Some of that indifference stems from Americans’ impulse to quantify the sports they watch – the same impulse that gave rise to the thinking fan. Indeed, soccer is proudly impermeable to statistical analysis, lacking as it does the discrete, stop-and-start quality that allows baseball, football, and basketball to be broken down into component parts and quantified. The contributions of most soccer players to any given game cannot be quantified in a meaningful way; team numbers, like corner kicks and shots toward the goal, are scarcely more useful.

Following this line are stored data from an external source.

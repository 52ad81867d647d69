//! emberkv server binary.
//!
//! Parses the listen address from the command line, wires up the
//! keyspace, sweeper and shutdown signal, and runs the accept loop until
//! a termination signal or a client's `SHUTDOWN` command stops it.

use emberkv::commands::CommandHandler;
use emberkv::connection::{handle_connection, ConnectionStats};
use emberkv::keyspace::{start_sweeper, Keyspace, SweeperConfig};
use emberkv::shutdown::Shutdown;
use std::sync::Arc;
use std::time::Duration;
use tokio::net::TcpListener;
use tokio::signal;
use tracing::{error, info, Level};
use tracing_subscriber::FmtSubscriber;

/// Server configuration
struct Config {
    /// Host to bind to
    host: String,
    /// Port to listen on
    port: u16,
}

impl Default for Config {
    fn default() -> Self {
        Self {
            host: emberkv::DEFAULT_HOST.to_string(),
            port: emberkv::DEFAULT_PORT,
        }
    }
}

impl Config {
    /// Parse configuration from command-line arguments
    fn from_args() -> Self {
        let mut config = Config::default();
        let args: Vec<String> = std::env::args().collect();

        let mut i = 1;
        while i < args.len() {
            match args[i].as_str() {
                "--host" | "-h" => {
                    if i + 1 < args.len() {
                        config.host = args[i + 1].clone();
                        i += 2;
                    } else {
                        eprintln!("Error: --host requires a value");
                        std::process::exit(1);
                    }
                }
                "--port" | "-p" => {
                    if i + 1 < args.len() {
                        config.port = args[i + 1].parse().unwrap_or_else(|_| {
                            eprintln!("Error: invalid port number");
                            std::process::exit(1);
                        });
                        i += 2;
                    } else {
                        eprintln!("Error: --port requires a value");
                        std::process::exit(1);
                    }
                }
                "--help" => {
                    print_help();
                    std::process::exit(0);
                }
                "--version" | "-v" => {
                    println!("emberkv version {}", emberkv::VERSION);
                    std::process::exit(0);
                }
                _ => {
                    eprintln!("Unknown argument: {}", args[i]);
                    print_help();
                    std::process::exit(1);
                }
            }
        }

        config
    }

    /// Returns the bind address as a string
    fn bind_address(&self) -> String {
        format!("{}:{}", self.host, self.port)
    }
}

fn print_help() {
    println!(
        r#"
emberkv - An In-Memory Key-Value Server

USAGE:
    emberkv [OPTIONS]

OPTIONS:
    -h, --host <HOST>    Host to bind to (default: 127.0.0.1)
    -p, --port <PORT>    Port to listen on (default: 31337)
    -v, --version        Print version information
        --help           Print this help message

EXAMPLES:
    emberkv                        # Start on 127.0.0.1:31337
    emberkv --port 6400            # Start on port 6400
    emberkv --host 0.0.0.0         # Listen on all interfaces
"#
    );
}

#[tokio::main]
async fn main() -> anyhow::Result<()> {
    let config = Config::from_args();

    FmtSubscriber::builder()
        .with_max_level(Level::INFO)
        .with_target(false)
        .init();

    let keyspace = Arc::new(Keyspace::new());
    let shutdown = Arc::new(Shutdown::new());
    let stats = Arc::new(ConnectionStats::new());

    let sweeper = start_sweeper(
        Arc::clone(&keyspace),
        SweeperConfig::default(),
        shutdown.subscribe(),
    );

    // Bind failure propagates and exits the process with a non-zero code.
    let listener = TcpListener::bind(config.bind_address()).await?;
    info!(version = emberkv::VERSION, addr = %config.bind_address(), "emberkv listening");

    spawn_signal_watcher(Arc::clone(&shutdown));

    accept_loop(listener, keyspace, Arc::clone(&stats), Arc::clone(&shutdown)).await;

    // Give live sessions a moment to flush their last replies.
    let deadline = tokio::time::Instant::now() + Duration::from_secs(1);
    while stats.live_sessions() > 0 && tokio::time::Instant::now() < deadline {
        tokio::time::sleep(Duration::from_millis(25)).await;
    }
    let _ = sweeper.await;

    info!("server shutdown complete");
    Ok(())
}

/// Maps OS termination signals onto the shared shutdown signal, so an
/// interrupt behaves exactly like the `SHUTDOWN` command.
fn spawn_signal_watcher(shutdown: Arc<Shutdown>) {
    tokio::spawn(async move {
        let interrupt = signal::ctrl_c();

        #[cfg(unix)]
        {
            let mut terminate = signal::unix::signal(signal::unix::SignalKind::terminate())
                .expect("failed to install SIGTERM handler");
            tokio::select! {
                _ = interrupt => {}
                _ = terminate.recv() => {}
            }
        }
        #[cfg(not(unix))]
        {
            let _ = interrupt.await;
        }

        info!("termination signal received, shutting down");
        shutdown.trigger();
    });
}

/// Accepts connections until the shutdown signal fires.
async fn accept_loop(
    listener: TcpListener,
    keyspace: Arc<Keyspace>,
    stats: Arc<ConnectionStats>,
    shutdown: Arc<Shutdown>,
) {
    let mut signal = shutdown.subscribe();
    loop {
        tokio::select! {
            accepted = listener.accept() => match accepted {
                Ok((stream, addr)) => {
                    let commands = CommandHandler::new(Arc::clone(&keyspace));
                    tokio::spawn(handle_connection(
                        stream,
                        addr,
                        commands,
                        Arc::clone(&shutdown),
                        Arc::clone(&stats),
                    ));
                }
                Err(e) => error!(error = %e, "failed to accept connection"),
            },
            _ = signal.wait_for(|stop| *stop) => {
                info!("listener closing");
                return;
            }
        }
    }
}
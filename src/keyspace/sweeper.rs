//! Background Expiry Sweeper
//!
//! Lazy expiry only reclaims a key when something reads it again. A key
//! that expires and is never touched would otherwise sit in memory
//! forever, so a background task periodically asks the keyspace to
//! evict a bounded batch of due keys.
//!
//! The batch bound keeps each critical section short: the sweeper takes
//! the same mutex as request handlers and must not starve them. When a
//! sweep evicts a full batch there is probably a backlog, so the next
//! sweep runs immediately instead of waiting out the interval.

use crate::keyspace::Keyspace;
use std::sync::Arc;
use std::time::Duration;
use tokio::sync::watch;
use tokio::task::JoinHandle;
use tracing::{debug, info};

/// Tuning knobs for the sweeper task.
#[derive(Debug, Clone)]
pub struct SweeperConfig {
    /// Pause between sweeps
    pub interval: Duration,
    /// Maximum heap entries popped per sweep
    pub batch: usize,
}

impl Default for SweeperConfig {
    fn default() -> Self {
        Self {
            interval: Duration::from_millis(50),
            batch: 20,
        }
    }
}

/// Spawns the sweeper as a background task.
///
/// The task runs until the shared shutdown signal fires. The returned
/// handle can be awaited to observe the task winding down; dropping it
/// detaches the task.
pub fn start_sweeper(
    keyspace: Arc<Keyspace>,
    config: SweeperConfig,
    shutdown: watch::Receiver<bool>,
) -> JoinHandle<()> {
    info!(
        interval_ms = config.interval.as_millis() as u64,
        batch = config.batch,
        "expiry sweeper started"
    );
    tokio::spawn(sweeper_loop(keyspace, config, shutdown))
}

async fn sweeper_loop(
    keyspace: Arc<Keyspace>,
    config: SweeperConfig,
    mut shutdown: watch::Receiver<bool>,
) {
    loop {
        tokio::select! {
            _ = tokio::time::sleep(config.interval) => {}
            _ = shutdown.wait_for(|stop| *stop) => {
                debug!("expiry sweeper stopping");
                return;
            }
        }

        // A full batch means a backlog; keep draining without sleeping.
        loop {
            let evicted = keyspace.sweep(config.batch);
            if evicted > 0 {
                debug!(evicted, remaining = keyspace.len(), "reclaimed expired keys");
            }
            if evicted < config.batch {
                break;
            }
        }
    }
}
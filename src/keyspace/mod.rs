//! Keyspace Engine
//!
//! Owns the key-to-entry mapping and all TTL bookkeeping:
//!
//! - `store`: the [`Keyspace`] itself, a coarse-mutex map whose
//!   operations are each linearizable and never suspend
//! - `glob`: byte-wise glob matching for `KEYS`
//! - `sweeper`: the background task that reclaims expired keys nobody
//!   reads again
//!
//! The command layer performs all argument validation before calling in;
//! keyspace operations only return result values (values, counts, nils),
//! never command-level errors.

pub mod glob;
pub mod store;
pub mod sweeper;

pub use glob::glob_match;
pub use store::{Entry, Keyspace, Ttl};
pub use sweeper::{start_sweeper, SweeperConfig};
//! Per-Connection Session
//!
//! Each accepted socket is driven by one [`Session`] on its own task.
//! The session loops through a fixed state machine:
//!
//! ```text
//!   reading ──> dispatching ──> writing ──> reading ...
//!      │                                       │
//!      ├── codec fault: error reply, close     │
//!      ├── QUIT: reply flushed, close          │
//!      └── transport fault / shutdown: close ──┘
//! ```
//!
//! TCP is a stream, so the read buffer may hold half a request or
//! several pipelined ones; the decoder is resumable either way. Requests
//! are executed strictly in receipt order and each reply is flushed in
//! full before the next request is taken, so replies can never
//! interleave or reorder within a connection.
//!
//! Error handling follows the protocol contract: a framing fault gets an
//! `ERR Protocol error` reply and the connection is closed; a command
//! fault (unknown name, bad arity, bad integer) is just a reply and the
//! connection stays; a transport fault drops the connection silently.

use crate::commands::{CommandHandler, Control};
use crate::shutdown::Shutdown;
use crate::wire::{DecodeError, Decoder, Frame};
use bytes::BytesMut;
use std::net::SocketAddr;
use std::sync::atomic::{AtomicU64, Ordering};
use std::sync::Arc;
use tokio::io::{AsyncReadExt, AsyncWriteExt, BufWriter};
use tokio::net::TcpStream;
use tokio::sync::watch;
use tracing::{debug, info, trace, warn};

/// Cap on buffered unparsed request bytes per connection
const MAX_REQUEST_BYTES: usize = 4 * 1024 * 1024;

/// Initial read buffer capacity
const INITIAL_BUFFER_BYTES: usize = 4096;

/// Server-wide connection counters.
#[derive(Debug, Default)]
pub struct ConnectionStats {
    /// Connections accepted since startup
    pub accepted: AtomicU64,
    /// Connections currently live
    pub active: AtomicU64,
    /// Requests dispatched since startup
    pub commands: AtomicU64,
}

impl ConnectionStats {
    pub fn new() -> Self {
        Self::default()
    }

    fn connection_opened(&self) {
        self.accepted.fetch_add(1, Ordering::Relaxed);
        self.active.fetch_add(1, Ordering::Relaxed);
    }

    fn connection_closed(&self) {
        self.active.fetch_sub(1, Ordering::Relaxed);
    }

    fn command_processed(&self) {
        self.commands.fetch_add(1, Ordering::Relaxed);
    }

    /// Number of currently live sessions.
    pub fn live_sessions(&self) -> u64 {
        self.active.load(Ordering::Relaxed)
    }
}

/// Reasons a session ends.
#[derive(Debug, thiserror::Error)]
pub enum SessionError {
    #[error("I/O error: {0}")]
    Io(#[from] std::io::Error),

    #[error("protocol error: {0}")]
    Protocol(#[from] DecodeError),

    /// Peer closed the socket between requests
    #[error("peer closed the connection")]
    PeerClosed,

    /// Peer closed the socket in the middle of a frame
    #[error("connection closed mid-frame")]
    TruncatedFrame,

    /// The peer sent more unframed bytes than the buffer cap allows
    #[error("request exceeds {} bytes", MAX_REQUEST_BYTES)]
    RequestTooLarge,
}

/// State for one accepted connection.
pub struct Session {
    stream: BufWriter<TcpStream>,
    addr: SocketAddr,
    buffer: BytesMut,
    decoder: Decoder,
    commands: CommandHandler,
    shutdown: Arc<Shutdown>,
    signal: watch::Receiver<bool>,
    stats: Arc<ConnectionStats>,
    /// Reused reply encoding buffer
    out: Vec<u8>,
}

impl Session {
    pub fn new(
        stream: TcpStream,
        addr: SocketAddr,
        commands: CommandHandler,
        shutdown: Arc<Shutdown>,
        stats: Arc<ConnectionStats>,
    ) -> Self {
        stats.connection_opened();
        let signal = shutdown.subscribe();
        Self {
            stream: BufWriter::new(stream),
            addr,
            buffer: BytesMut::with_capacity(INITIAL_BUFFER_BYTES),
            decoder: Decoder::new(),
            commands,
            shutdown,
            signal,
            stats,
            out: Vec::new(),
        }
    }

    /// Drives the session to completion.
    pub async fn run(mut self) -> Result<(), SessionError> {
        info!(client = %self.addr, "client connected");

        let result = self.serve().await;

        match &result {
            Ok(()) => debug!(client = %self.addr, "session closed"),
            Err(SessionError::PeerClosed) => debug!(client = %self.addr, "peer disconnected"),
            Err(SessionError::Io(e)) if e.kind() == std::io::ErrorKind::ConnectionReset => {
                debug!(client = %self.addr, "connection reset by peer")
            }
            Err(e) => warn!(client = %self.addr, error = %e, "session ended with error"),
        }

        self.stats.connection_closed();
        result
    }

    async fn serve(&mut self) -> Result<(), SessionError> {
        loop {
            // Drain every complete request already buffered before
            // touching the socket again.
            loop {
                let frame = match self.next_request() {
                    Ok(Some(frame)) => frame,
                    Ok(None) => break,
                    Err(fault) => return self.fail_protocol(fault).await,
                };

                // Blank inline lines decode to empty requests; ignore them.
                if matches!(&frame, Frame::Array(items) if items.is_empty()) {
                    continue;
                }

                let (reply, control) = self.commands.execute(frame);
                self.stats.command_processed();
                self.write_frame(&reply).await?;

                match control {
                    Control::Continue => {}
                    Control::Quit => {
                        debug!(client = %self.addr, "client quit");
                        return Ok(());
                    }
                    Control::Shutdown => {
                        info!(client = %self.addr, "shutdown requested");
                        self.shutdown.trigger();
                        return Ok(());
                    }
                }
            }

            if self.buffer.len() >= MAX_REQUEST_BYTES {
                let reply = Frame::error("ERR Protocol error: request too large");
                let _ = self.write_frame(&reply).await;
                return Err(SessionError::RequestTooLarge);
            }

            let read = tokio::select! {
                read = self.stream.get_mut().read_buf(&mut self.buffer) => read?,
                _ = self.signal.wait_for(|stop| *stop) => {
                    debug!(client = %self.addr, "server shutting down, closing session");
                    return Ok(());
                }
            };
            if read == 0 {
                return if self.buffer.is_empty() {
                    Err(SessionError::PeerClosed)
                } else {
                    Err(SessionError::TruncatedFrame)
                };
            }
            trace!(client = %self.addr, bytes = read, "read");
        }
    }

    /// Tries to decode the next buffered request.
    fn next_request(&mut self) -> Result<Option<Frame>, DecodeError> {
        if self.buffer.is_empty() {
            return Ok(None);
        }
        match self.decoder.decode(&self.buffer)? {
            Some((frame, consumed)) => {
                let _ = self.buffer.split_to(consumed);
                trace!(
                    client = %self.addr,
                    consumed,
                    pending = self.buffer.len(),
                    "decoded request"
                );
                Ok(Some(frame))
            }
            None => Ok(None),
        }
    }

    /// Reports a framing fault to the peer, then fails the session.
    async fn fail_protocol(&mut self, fault: DecodeError) -> Result<(), SessionError> {
        warn!(client = %self.addr, error = %fault, "protocol fault, closing connection");
        let reply = Frame::error(format!("ERR Protocol error: {}", fault));
        // Best effort; the peer may already be gone.
        let _ = self.write_frame(&reply).await;
        Err(SessionError::Protocol(fault))
    }

    /// Writes one reply and flushes it in full before returning.
    async fn write_frame(&mut self, frame: &Frame) -> Result<(), SessionError> {
        self.out.clear();
        frame.encode_into(&mut self.out);
        self.stream.write_all(&self.out).await?;
        self.stream.flush().await?;
        Ok(())
    }
}

/// Runs one connection to completion, logging unexpected endings.
///
/// This is the entry point the accept loop spawns for every socket.
pub async fn handle_connection(
    stream: TcpStream,
    addr: SocketAddr,
    commands: CommandHandler,
    shutdown: Arc<Shutdown>,
    stats: Arc<ConnectionStats>,
) {
    let session = Session::new(stream, addr, commands, shutdown, stats);
    if let Err(e) = session.run().await {
        match e {
            SessionError::PeerClosed => {}
            SessionError::Io(ref io) if io.kind() == std::io::ErrorKind::ConnectionReset => {}
            _ => debug!(client = %addr, error = %e, "connection ended with error"),
        }
    }
}
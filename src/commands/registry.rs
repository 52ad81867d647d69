//! Command Registry
//!
//! Maps command names to descriptors: arity bounds plus the handler to
//! run once the argument vector has passed the shape checks. Lookup is
//! case-insensitive ASCII. Aliases get their own entries so an arity
//! error echoes the name the client actually sent.

use crate::commands::handler::{CommandHandler, Control};
use crate::wire::Frame;

/// Descriptor for one command name.
pub(crate) struct CommandSpec {
    /// Canonical (uppercase) name, echoed in arity errors
    pub name: &'static str,
    /// Fewest arguments accepted, not counting the name itself
    pub min_args: usize,
    /// Most arguments accepted; `None` means variadic
    pub max_args: Option<usize>,
    /// Handler invoked with the argument vector (name stripped)
    pub run: fn(&CommandHandler, &[Frame]) -> (Frame, Control),
}

impl CommandSpec {
    pub fn arity_ok(&self, given: usize) -> bool {
        given >= self.min_args && self.max_args.map_or(true, |max| given <= max)
    }
}

macro_rules! reply {
    ($method:ident) => {
        |handler, args| (handler.$method(args), Control::Continue)
    };
}

pub(crate) static COMMANDS: &[CommandSpec] = &[
    CommandSpec { name: "GET", min_args: 1, max_args: Some(1), run: reply!(get) },
    CommandSpec { name: "SET", min_args: 2, max_args: Some(2), run: reply!(set) },
    CommandSpec { name: "MGET", min_args: 1, max_args: None, run: reply!(mget) },
    CommandSpec { name: "MSET", min_args: 2, max_args: None, run: reply!(mset) },
    CommandSpec { name: "DELETE", min_args: 1, max_args: None, run: reply!(delete) },
    CommandSpec { name: "DEL", min_args: 1, max_args: None, run: reply!(delete) },
    CommandSpec { name: "EXISTS", min_args: 1, max_args: None, run: reply!(exists) },
    CommandSpec { name: "EXPIRE", min_args: 2, max_args: Some(2), run: reply!(expire) },
    CommandSpec { name: "PEXPIRE", min_args: 2, max_args: Some(2), run: reply!(pexpire) },
    CommandSpec { name: "TTL", min_args: 1, max_args: Some(1), run: reply!(ttl) },
    CommandSpec { name: "PTTL", min_args: 1, max_args: Some(1), run: reply!(pttl) },
    CommandSpec { name: "KEYS", min_args: 1, max_args: Some(1), run: reply!(keys) },
    CommandSpec { name: "FLUSH", min_args: 0, max_args: Some(0), run: reply!(flush) },
    CommandSpec { name: "FLUSHDB", min_args: 0, max_args: Some(0), run: reply!(flush) },
    CommandSpec { name: "PING", min_args: 0, max_args: Some(1), run: reply!(ping) },
    CommandSpec {
        name: "QUIT",
        min_args: 0,
        max_args: Some(0),
        run: |_, _| (Frame::ok(), Control::Quit),
    },
    CommandSpec {
        name: "SHUTDOWN",
        min_args: 0,
        max_args: Some(0),
        run: |_, _| (Frame::ok(), Control::Shutdown),
    },
];

/// Finds the descriptor for `name`, matching case-insensitively.
pub(crate) fn lookup(name: &str) -> Option<&'static CommandSpec> {
    COMMANDS.iter().find(|spec| spec.name.eq_ignore_ascii_case(name))
}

Soccer, instead, rests on less tangible things: mood and momentum, form and flow, beauty and balance, skill and style. The thinking soccer fan conjures up images of crisp passes, darting runs, and dazzling bursts of creative energy. He daydreams about that cynical tackle deftly avoided with a flip of the ball and a twist of the torso; that screaming free kick curling around a wall of defenders and past a diving keeper; the sweat exploding off a rising head colliding with a well-struck ball.

Such moments defy analysis – and prose. As John Lanchester (Brazil) writes, “football is difficult to describe. Its texture is elusive and words make a poor fit with the game’s graces … The reason football snags us, and the reason it is difficult to write about – to write directly about what happens on the pitch – is connected through the idea of beauty.”That’s no excuse not to try, and Mr. Lanchester proceeds to offer a beautiful description of the beautiful game, along with a surprisingly original analysis of what makes the Brazilian game, from Pele to Ronaldinho, so special.

Mr. Lanchester is one of the very few seasoned soccer writers in this book, and it should come as no surprise that his is the book’s best essay. After all, even Lou in the Bronx could tell you that in order to write well about a sport, you need to watch it, engage with it, and, well, write about it.